We think they may have actually dropped a good bit from last Wednesday until Saturday and then started gaining again but we can’t know for sure. 
 

The doctor put in a request for a lactation consultation and wants another weight check in 2 days. ETA- she also wants us to offer a bottle after each nursing session. 
 

Dd cried all the way back from the ped today. Mostly just discouraged that they are nursing so often and she feels like she’s reading their needs well but somehow has it wrong. 

I feel like the bolded is why my grandmother had her own baby scale back in the day, lol! I don't actually know why she did, though one of her kids was not super robust when he was little, so maybe that's why.

I remember feeling punished with similar dynamics. My older one was too disorganized to nurse well, and we now think he had lip ties top and bottom (they did look at his lips, but he flared well, so they said he was fine--in reality he just had really fleshy lips, and he had all the signs, but I didn't know that then), and he split my nipples every time. I got very little sleep with pumping--he didn't sleep anywhere close to what normal newborns are supposed to sleep. (I should also add that even with formula later, he ate insane amounts--he never had an ounce to spare, but he was not underweight; the pediatrician would ask how much he was eating since he was slim, but when I would tell her, she'd be astonished at his caloric intake. He just burned through it all so, so fast.) Second DS is still underweight. I would nurse him until he'd refuse to eat anything at all. I would even nurse in front of the pediatrician. We did give him concentrated formula for a short time, but that didn't do much.

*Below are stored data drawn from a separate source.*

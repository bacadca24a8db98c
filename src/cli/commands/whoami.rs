use crate::core::context::AppContext;
use crate::core::token::token_expiry;
use crate::errors::AppResult;

pub fn handle(ctx: &AppContext) -> AppResult<()> {
    let session = ctx.session.require()?;
    let user = &session.user;
    let tz = ctx.cfg.tz()?;

    println!("👤 {}", user.name);
    println!("   Role    : {}", user.role);
    if let Some(company) = user.company_name.as_deref().filter(|c| !c.is_empty()) {
        println!("   Company : {}", company);
    }
    match token_expiry(&session.token) {
        Some(exp) => println!(
            "   Session : valid until {}",
            exp.with_timezone(&tz).format("%d/%m/%Y %H:%M")
        ),
        None => println!("   Session : no expiry"),
    }
    Ok(())
}
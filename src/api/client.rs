//! Blocking HTTP client for the time-tracking API.
//!
//! One agent with a fixed global timeout, bearer token injected on every
//! call except login, no retries. Status codes are turned into `AppError`s
//! here so the commands only ever see domain errors.

use super::types::{
    ClockRequest, ClockResponse, ErrorBody, LogEvent, LoginRequest, LoginResponse,
};
use crate::config::Config;
use crate::core::calendar::{DateRange, Period, range_for};
use crate::errors::{AppError, AppResult};
use crate::models::location::Coordinates;
use crate::models::record::AttendanceRecord;
use crate::models::report::TimeReport;
use crate::models::user::Session;
use crate::models::workday::ClockAction;
use chrono::NaiveDate;
use serde::Serialize;
use serde::de::DeserializeOwned;
use std::time::Duration;

const USER_AGENT: &str = concat!("rtimeclock/", env!("CARGO_PKG_VERSION"));

/// Status and body of a finished exchange.
#[derive(Debug)]
pub struct RawResponse {
    pub status: u16,
    pub body: String,
}

impl RawResponse {
    pub fn is_success(&self) -> bool {
        (200..300).contains(&self.status)
    }

    fn json<T: DeserializeOwned>(&self) -> AppResult<T> {
        serde_json::from_str(&self.body).map_err(|e| AppError::BadResponse(e.to_string()))
    }

    fn server_message(&self, fallback: &str) -> String {
        ErrorBody::parse(&self.body).unwrap_or_else(|| fallback.to_string())
    }
}

pub struct ApiClient {
    agent: ureq::Agent,
    base_url: String,
    token: Option<String>,
}

impl ApiClient {
    pub fn new(base_url: &str, timeout: Duration) -> Self {
        let config = ureq::Agent::config_builder()
            .timeout_global(Some(timeout))
            .http_status_as_error(false)
            .build();
        Self {
            agent: config.into(),
            base_url: base_url.trim_end_matches('/').to_string(),
            token: None,
        }
    }

    pub fn from_config(cfg: &Config) -> Self {
        Self::new(&cfg.api_base_url, cfg.timeout())
    }

    pub fn with_token(mut self, token: &str) -> Self {
        self.token = Some(token.to_string());
        self
    }

    pub fn url(&self, path: &str) -> String {
        format!("{}/{}", self.base_url, path.trim_start_matches('/'))
    }

    fn auth_header(&self) -> Option<String> {
        self.token.as_ref().map(|t| format!("Bearer {t}"))
    }

    pub fn post<B: Serialize>(&self, path: &str, body: &B) -> AppResult<RawResponse> {
        let mut req = self
            .agent
            .post(self.url(path))
            .header("User-Agent", USER_AGENT);
        if let Some(auth) = self.auth_header() {
            req = req.header("Authorization", auth);
        }
        let resp = req.send_json(body).map_err(transport_error)?;
        read_response(resp)
    }

    pub fn get(&self, path: &str, query: &[(&str, &str)]) -> AppResult<RawResponse> {
        let mut req = self
            .agent
            .get(self.url(path))
            .header("User-Agent", USER_AGENT);
        for (k, v) in query {
            req = req.query(*k, *v);
        }
        if let Some(auth) = self.auth_header() {
            req = req.header("Authorization", auth);
        }
        let resp = req.call().map_err(transport_error)?;
        read_response(resp)
    }

    // ---------------------------
    // Authentication
    // ---------------------------

    /// Exchange CPF and password for a session. Only employees are accepted.
    pub fn login(&self, cpf: &str, password: &str) -> AppResult<Session> {
        let resp = self.post("/login", &LoginRequest { cpf, password })?;

        match resp.status {
            _ if resp.is_success() => {}
            401 => {
                return Err(AppError::InvalidCredentials(
                    "Invalid password. Try again.".into(),
                ));
            }
            403 => {
                return Err(AppError::Forbidden(
                    "Employee deactivated. Contact your administrator.".into(),
                ));
            }
            404 => {
                return Err(AppError::InvalidCredentials(
                    "Employee not found. Check your CPF.".into(),
                ));
            }
            status => {
                return Err(AppError::Api {
                    status,
                    message: resp.server_message("Login failed."),
                });
            }
        }

        let body: LoginResponse = resp.json()?;
        let (Some(token), Some(user)) = (body.token, body.user) else {
            return Err(AppError::InvalidCredentials("Invalid credentials.".into()));
        };
        if !user.is_employee() {
            return Err(AppError::Forbidden(
                "This app is for employees only.".into(),
            ));
        }
        Ok(Session { token, user })
    }

    // ---------------------------
    // Clock actions
    // ---------------------------

    fn clock(&self, action: ClockAction, body: &ClockRequest<'_>) -> AppResult<RawResponse> {
        let resp = self.post(action.path(), body)?;
        check_status(&resp, &format!("Could not register {}.", action))?;
        Ok(resp)
    }

    /// Open today's record; returns its id.
    pub fn clock_in(&self, employee_id: &str, coords: Option<Coordinates>) -> AppResult<String> {
        let resp = self.clock(
            ClockAction::ClockIn,
            &ClockRequest::for_employee(employee_id, coords),
        )?;
        let body: ClockResponse = resp.json()?;
        body.id
            .filter(|id| !id.is_empty())
            .ok_or_else(|| AppError::BadResponse("clock-in answer has no record id".into()))
    }

    pub fn lunch_start(&self, record_id: &str, coords: Option<Coordinates>) -> AppResult<()> {
        self.clock(
            ClockAction::LunchStart,
            &ClockRequest::for_record(record_id, coords),
        )
        .map(|_| ())
    }

    pub fn lunch_end(&self, record_id: &str, coords: Option<Coordinates>) -> AppResult<()> {
        self.clock(
            ClockAction::LunchEnd,
            &ClockRequest::for_record(record_id, coords),
        )
        .map(|_| ())
    }

    pub fn clock_out(&self, record_id: &str, coords: Option<Coordinates>) -> AppResult<()> {
        self.clock(
            ClockAction::ClockOut,
            &ClockRequest::for_record(record_id, coords),
        )
        .map(|_| ())
    }

    // ---------------------------
    // Reports
    // ---------------------------

    /// Records for a range. A 404 means "nothing recorded yet".
    pub fn time_records(&self, period: Period, range: DateRange) -> AppResult<TimeReport> {
        let start = range.start_str();
        let end = range.end_str();
        let resp = self.get(
            "/time-records",
            &[
                ("period", period.as_str()),
                ("startDate", &start),
                ("endDate", &end),
            ],
        )?;

        if resp.status == 404 {
            return Ok(TimeReport::default());
        }
        check_status(&resp, "Could not load records.")?;
        if resp.body.trim().is_empty() {
            return Ok(TimeReport::default());
        }
        resp.json()
    }

    /// The record of `today`, if the employee has one.
    pub fn today_record(&self, today: NaiveDate) -> AppResult<Option<AttendanceRecord>> {
        let report = self.time_records(Period::Day, range_for(Period::Day, today))?;
        Ok(report.records().into_iter().next())
    }

    // ---------------------------
    // Telemetry
    // ---------------------------

    pub fn log_event(&self, event: &LogEvent) -> AppResult<()> {
        let resp = self.post("/log-event", event)?;
        check_status(&resp, "Could not send log event.")
    }
}

/// Map a non-2xx answer to the error taxonomy.
pub fn check_status(resp: &RawResponse, fallback: &str) -> AppResult<()> {
    match resp.status {
        _ if resp.is_success() => Ok(()),
        401 => Err(AppError::Unauthorized(resp.server_message("invalid or expired token"))),
        status => Err(AppError::Api {
            status,
            message: resp.server_message(fallback),
        }),
    }
}

fn read_response(mut resp: ureq::http::Response<ureq::Body>) -> AppResult<RawResponse> {
    let status = resp.status().as_u16();
    let body = resp
        .body_mut()
        .read_to_string()
        .map_err(transport_error)?;
    Ok(RawResponse { status, body })
}

fn transport_error(e: ureq::Error) -> AppError {
    match e {
        ureq::Error::Timeout(_) => AppError::Transport("the server did not answer in time".into()),
        other => AppError::Transport(other.to_string()),
    }
}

I ended up not continuing to BF my older one (and was very bitter and depressed about the lack of support for a while), and while I continued with my younger one, I felt like I was always in danger of being told to stop. I think the fact that he would refuse to eat in front of doctors is all that saved BFing with him. 

No practical advice, but I would encourage her to not take it personally. Professionals are working very hard to make sure that the babies stay healthy. Things can be off even when everyone is doing everything right.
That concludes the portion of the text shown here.